**Assignment**
Every line of the material is to be set down again without any change.
######
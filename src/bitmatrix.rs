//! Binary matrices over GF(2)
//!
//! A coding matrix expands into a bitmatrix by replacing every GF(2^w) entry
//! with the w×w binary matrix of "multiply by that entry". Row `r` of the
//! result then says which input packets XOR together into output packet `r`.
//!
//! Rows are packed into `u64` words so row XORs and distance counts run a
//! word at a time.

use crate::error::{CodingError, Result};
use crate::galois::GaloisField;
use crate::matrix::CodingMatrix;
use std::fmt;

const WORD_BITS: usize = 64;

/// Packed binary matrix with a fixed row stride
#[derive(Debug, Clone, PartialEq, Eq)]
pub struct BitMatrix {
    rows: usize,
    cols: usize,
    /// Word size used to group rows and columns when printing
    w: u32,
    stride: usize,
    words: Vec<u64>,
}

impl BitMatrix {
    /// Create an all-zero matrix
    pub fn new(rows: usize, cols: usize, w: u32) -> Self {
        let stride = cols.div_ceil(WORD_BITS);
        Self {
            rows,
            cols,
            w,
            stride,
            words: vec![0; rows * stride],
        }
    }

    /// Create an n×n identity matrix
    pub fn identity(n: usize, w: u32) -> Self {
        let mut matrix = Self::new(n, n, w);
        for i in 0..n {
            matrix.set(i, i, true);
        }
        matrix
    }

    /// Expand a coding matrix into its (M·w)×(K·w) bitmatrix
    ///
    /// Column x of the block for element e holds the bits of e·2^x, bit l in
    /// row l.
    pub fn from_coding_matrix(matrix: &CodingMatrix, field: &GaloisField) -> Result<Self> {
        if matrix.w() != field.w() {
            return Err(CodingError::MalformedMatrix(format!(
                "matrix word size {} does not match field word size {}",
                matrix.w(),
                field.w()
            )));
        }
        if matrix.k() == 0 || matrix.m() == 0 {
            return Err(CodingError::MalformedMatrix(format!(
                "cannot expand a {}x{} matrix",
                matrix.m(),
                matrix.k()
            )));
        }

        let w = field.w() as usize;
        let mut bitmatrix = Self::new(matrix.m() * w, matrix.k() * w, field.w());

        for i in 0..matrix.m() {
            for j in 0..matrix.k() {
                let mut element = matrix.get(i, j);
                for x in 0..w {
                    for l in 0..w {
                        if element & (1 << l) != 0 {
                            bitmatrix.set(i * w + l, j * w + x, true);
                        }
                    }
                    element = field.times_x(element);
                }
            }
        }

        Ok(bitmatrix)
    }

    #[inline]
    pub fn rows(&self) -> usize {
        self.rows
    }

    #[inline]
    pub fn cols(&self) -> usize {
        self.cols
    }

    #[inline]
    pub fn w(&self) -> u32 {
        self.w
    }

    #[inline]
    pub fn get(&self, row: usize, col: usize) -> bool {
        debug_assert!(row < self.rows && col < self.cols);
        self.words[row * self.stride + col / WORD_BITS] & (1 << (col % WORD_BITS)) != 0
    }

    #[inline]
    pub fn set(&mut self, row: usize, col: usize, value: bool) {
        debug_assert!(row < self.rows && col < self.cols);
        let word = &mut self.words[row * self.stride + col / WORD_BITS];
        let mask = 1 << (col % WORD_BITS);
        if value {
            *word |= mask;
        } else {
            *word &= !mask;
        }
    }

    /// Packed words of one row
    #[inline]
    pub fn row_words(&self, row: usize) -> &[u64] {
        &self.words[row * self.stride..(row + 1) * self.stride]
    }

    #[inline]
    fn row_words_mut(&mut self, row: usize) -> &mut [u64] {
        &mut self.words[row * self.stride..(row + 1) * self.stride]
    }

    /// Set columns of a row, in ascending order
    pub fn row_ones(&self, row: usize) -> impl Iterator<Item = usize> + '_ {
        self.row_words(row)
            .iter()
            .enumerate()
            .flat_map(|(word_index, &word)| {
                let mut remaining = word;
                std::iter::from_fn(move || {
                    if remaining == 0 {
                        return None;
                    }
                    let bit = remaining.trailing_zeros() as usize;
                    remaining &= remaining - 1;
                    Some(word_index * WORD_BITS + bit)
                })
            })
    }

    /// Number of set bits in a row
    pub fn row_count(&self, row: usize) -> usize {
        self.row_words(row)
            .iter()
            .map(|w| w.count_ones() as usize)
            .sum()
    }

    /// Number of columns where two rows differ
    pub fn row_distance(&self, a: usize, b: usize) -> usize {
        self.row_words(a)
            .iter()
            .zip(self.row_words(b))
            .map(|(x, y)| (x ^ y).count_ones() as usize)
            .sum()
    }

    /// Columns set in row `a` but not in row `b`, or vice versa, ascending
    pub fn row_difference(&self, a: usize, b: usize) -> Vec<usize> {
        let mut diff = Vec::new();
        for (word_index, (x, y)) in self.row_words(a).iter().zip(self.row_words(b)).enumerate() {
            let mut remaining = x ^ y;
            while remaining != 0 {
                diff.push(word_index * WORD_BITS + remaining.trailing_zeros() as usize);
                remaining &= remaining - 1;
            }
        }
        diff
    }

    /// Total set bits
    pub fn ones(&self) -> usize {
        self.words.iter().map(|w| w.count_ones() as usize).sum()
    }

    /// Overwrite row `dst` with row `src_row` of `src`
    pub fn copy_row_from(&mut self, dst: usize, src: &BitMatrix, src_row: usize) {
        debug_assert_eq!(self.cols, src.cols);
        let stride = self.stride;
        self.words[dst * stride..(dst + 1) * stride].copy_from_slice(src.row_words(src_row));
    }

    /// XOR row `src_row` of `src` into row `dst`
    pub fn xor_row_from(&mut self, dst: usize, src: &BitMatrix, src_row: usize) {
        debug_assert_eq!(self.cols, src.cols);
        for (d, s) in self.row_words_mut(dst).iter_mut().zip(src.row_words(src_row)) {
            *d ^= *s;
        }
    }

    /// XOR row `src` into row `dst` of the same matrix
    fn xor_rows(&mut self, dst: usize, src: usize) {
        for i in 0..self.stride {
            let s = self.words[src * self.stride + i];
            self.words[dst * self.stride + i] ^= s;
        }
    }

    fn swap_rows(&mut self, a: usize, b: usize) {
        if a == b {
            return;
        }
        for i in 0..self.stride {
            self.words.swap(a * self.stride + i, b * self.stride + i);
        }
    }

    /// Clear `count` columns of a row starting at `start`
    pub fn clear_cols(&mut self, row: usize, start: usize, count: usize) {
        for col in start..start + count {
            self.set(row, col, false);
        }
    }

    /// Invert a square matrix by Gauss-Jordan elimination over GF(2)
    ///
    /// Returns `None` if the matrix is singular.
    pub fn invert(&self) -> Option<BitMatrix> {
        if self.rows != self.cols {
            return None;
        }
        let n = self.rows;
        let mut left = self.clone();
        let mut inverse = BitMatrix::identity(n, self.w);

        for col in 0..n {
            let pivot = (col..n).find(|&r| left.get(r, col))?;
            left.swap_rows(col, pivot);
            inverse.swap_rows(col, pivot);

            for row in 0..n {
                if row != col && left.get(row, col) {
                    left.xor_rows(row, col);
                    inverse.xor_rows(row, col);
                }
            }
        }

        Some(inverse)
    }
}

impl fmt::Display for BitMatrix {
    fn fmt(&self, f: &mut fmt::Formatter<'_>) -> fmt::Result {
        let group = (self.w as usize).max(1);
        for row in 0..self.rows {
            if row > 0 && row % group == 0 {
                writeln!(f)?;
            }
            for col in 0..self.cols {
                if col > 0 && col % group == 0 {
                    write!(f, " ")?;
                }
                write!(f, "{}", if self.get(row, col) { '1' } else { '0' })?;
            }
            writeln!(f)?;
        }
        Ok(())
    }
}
######
**Solution below**
filename src/bitmatrix.rs
//! Binary matrices over GF(2)
//!
//! A coding matrix expands into a bitmatrix by replacing every GF(2^w) entry
//! with the w×w binary matrix of "multiply by that entry". Row `r` of the
//! result then says which input packets XOR together into output packet `r`.
//!
//! Rows are packed into `u64` words so row XORs and distance counts run a
//! word at a time.

use crate::error::{CodingError, Result};
use crate::galois::GaloisField;
use crate::matrix::CodingMatrix;
use std::fmt;

const WORD_BITS: usize = 64;

/// Packed binary matrix with a fixed row stride
#[derive(Debug, Clone, PartialEq, Eq)]
pub struct BitMatrix {
    rows: usize,
    cols: usize,
    /// Word size used to group rows and columns when printing
    w: u32,
    stride: usize,
    words: Vec<u64>,
}

impl BitMatrix {
    /// Create an all-zero matrix
    pub fn new(rows: usize, cols: usize, w: u32) -> Self {
        let stride = cols.div_ceil(WORD_BITS);
        Self {
            rows,
            cols,
            w,
            stride,
            words: vec![0; rows * stride],
        }
    }

    /// Create an n×n identity matrix
    pub fn identity(n: usize, w: u32) -> Self {
        let mut matrix = Self::new(n, n, w);
        for i in 0..n {
            matrix.set(i, i, true);
        }
        matrix
    }

    /// Expand a coding matrix into its (M·w)×(K·w) bitmatrix
    ///
    /// Column x of the block for element e holds the bits of e·2^x, bit l in
    /// row l.
    pub fn from_coding_matrix(matrix: &CodingMatrix, field: &GaloisField) -> Result<Self> {
        if matrix.w() != field.w() {
            return Err(CodingError::MalformedMatrix(format!(
                "matrix word size {} does not match field word size {}",
                matrix.w(),
                field.w()
            )));
        }
        if matrix.k() == 0 || matrix.m() == 0 {
            return Err(CodingError::MalformedMatrix(format!(
                "cannot expand a {}x{} matrix",
                matrix.m(),
                matrix.k()
            )));
        }

        let w = field.w() as usize;
        let mut bitmatrix = Self::new(matrix.m() * w, matrix.k() * w, field.w());

        for i in 0..matrix.m() {
            for j in 0..matrix.k() {
                let mut element = matrix.get(i, j);
                for x in 0..w {
                    for l in 0..w {
                        if element & (1 << l) != 0 {
                            bitmatrix.set(i * w + l, j * w + x, true);
                        }
                    }
                    element = field.times_x(element);
                }
            }
        }

        Ok(bitmatrix)
    }

    #[inline]
    pub fn rows(&self) -> usize {
        self.rows
    }

    #[inline]
    pub fn cols(&self) -> usize {
        self.cols
    }

    #[inline]
    pub fn w(&self) -> u32 {
        self.w
    }

    #[inline]
    pub fn get(&self, row: usize, col: usize) -> bool {
        debug_assert!(row < self.rows && col < self.cols);
        self.words[row * self.stride + col / WORD_BITS] & (1 << (col % WORD_BITS)) != 0
    }

    #[inline]
    pub fn set(&mut self, row: usize, col: usize, value: bool) {
        debug_assert!(row < self.rows && col < self.cols);
        let word = &mut self.words[row * self.stride + col / WORD_BITS];
        let mask = 1 << (col % WORD_BITS);
        if value {
            *word |= mask;
        } else {
            *word &= !mask;
        }
    }

    /// Packed words of one row
    #[inline]
    pub fn row_words(&self, row: usize) -> &[u64] {
        &self.words[row * self.stride..(row + 1) * self.stride]
    }

    #[inline]
    fn row_words_mut(&mut self, row: usize) -> &mut [u64] {
        &mut self.words[row * self.stride..(row + 1) * self.stride]
    }

    /// Set columns of a row, in ascending order
    pub fn row_ones(&self, row: usize) -> impl Iterator<Item = usize> + '_ {
        self.row_words(row)
            .iter()
            .enumerate()
            .flat_map(|(word_index, &word)| {
                let mut remaining = word;
                std::iter::from_fn(move || {
                    if remaining == 0 {
                        return None;
                    }
                    let bit = remaining.trailing_zeros() as usize;
                    remaining &= remaining - 1;
                    Some(word_index * WORD_BITS + bit)
                })
            })
    }

    /// Number of set bits in a row
    pub fn row_count(&self, row: usize) -> usize {
        self.row_words(row)
            .iter()
            .map(|w| w.count_ones() as usize)
            .sum()
    }

    /// Number of columns where two rows differ
    pub fn row_distance(&self, a: usize, b: usize) -> usize {
        self.row_words(a)
            .iter()
            .zip(self.row_words(b))
            .map(|(x, y)| (x ^ y).count_ones() as usize)
            .sum()
    }

    /// Columns set in row `a` but not in row `b`, or vice versa, ascending
    pub fn row_difference(&self, a: usize, b: usize) -> Vec<usize> {
        let mut diff = Vec::new();
        for (word_index, (x, y)) in self.row_words(a).iter().zip(self.row_words(b)).enumerate() {
            let mut remaining = x ^ y;
            while remaining != 0 {
                diff.push(word_index * WORD_BITS + remaining.trailing_zeros() as usize);
                remaining &= remaining - 1;
            }
        }
        diff
    }

    /// Total set bits
    pub fn ones(&self) -> usize {
        self.words.iter().map(|w| w.count_ones() as usize).sum()
    }

    /// Overwrite row `dst` with row `src_row` of `src`
    pub fn copy_row_from(&mut self, dst: usize, src: &BitMatrix, src_row: usize) {
        debug_assert_eq!(self.cols, src.cols);
        let stride = self.stride;
        self.words[dst * stride..(dst + 1) * stride].copy_from_slice(src.row_words(src_row));
    }

    /// XOR row `src_row` of `src` into row `dst`
    pub fn xor_row_from(&mut self, dst: usize, src: &BitMatrix, src_row: usize) {
        debug_assert_eq!(self.cols, src.cols);
        for (d, s) in self.row_words_mut(dst).iter_mut().zip(src.row_words(src_row)) {
            *d ^= *s;
        }
    }

    /// XOR row `src` into row `dst` of the same matrix
    fn xor_rows(&mut self, dst: usize, src: usize) {
        for i in 0..self.stride {
            let s = self.words[src * self.stride + i];
            self.words[dst * self.stride + i] ^= s;
        }
    }

    fn swap_rows(&mut self, a: usize, b: usize) {
        if a == b {
            return;
        }
        for i in 0..self.stride {
            self.words.swap(a * self.stride + i, b * self.stride + i);
        }
    }

    /// Clear `count` columns of a row starting at `start`
    pub fn clear_cols(&mut self, row: usize, start: usize, count: usize) {
        for col in start..start + count {
            self.set(row, col, false);
        }
    }

    /// Invert a square matrix by Gauss-Jordan elimination over GF(2)
    ///
    /// Returns `None` if the matrix is singular.
    pub fn invert(&self) -> Option<BitMatrix> {
        if self.rows != self.cols {
            return None;
        }
        let n = self.rows;
        let mut left = self.clone();
        let mut inverse = BitMatrix::identity(n, self.w);

        for col in 0..n {
            let pivot = (col..n).find(|&r| left.get(r, col))?;
            left.swap_rows(col, pivot);
            inverse.swap_rows(col, pivot);

            for row in 0..n {
                if row != col && left.get(row, col) {
                    left.xor_rows(row, col);
                    inverse.xor_rows(row, col);
                }
            }
        }

        Some(inverse)
    }
}

impl fmt::Display for BitMatrix {
    fn fmt(&self, f: &mut fmt::Formatter<'_>) -> fmt::Result {
        let group = (self.w as usize).max(1);
        for row in 0..self.rows {
            if row > 0 && row % group == 0 {
                writeln!(f)?;
            }
            for col in 0..self.cols {
                if col > 0 && col % group == 0 {
                    write!(f, " ")?;
                }
                write!(f, "{}", if self.get(row, col) { '1' } else { '0' })?;
            }
            writeln!(f)?;
        }
        Ok(())
    }
}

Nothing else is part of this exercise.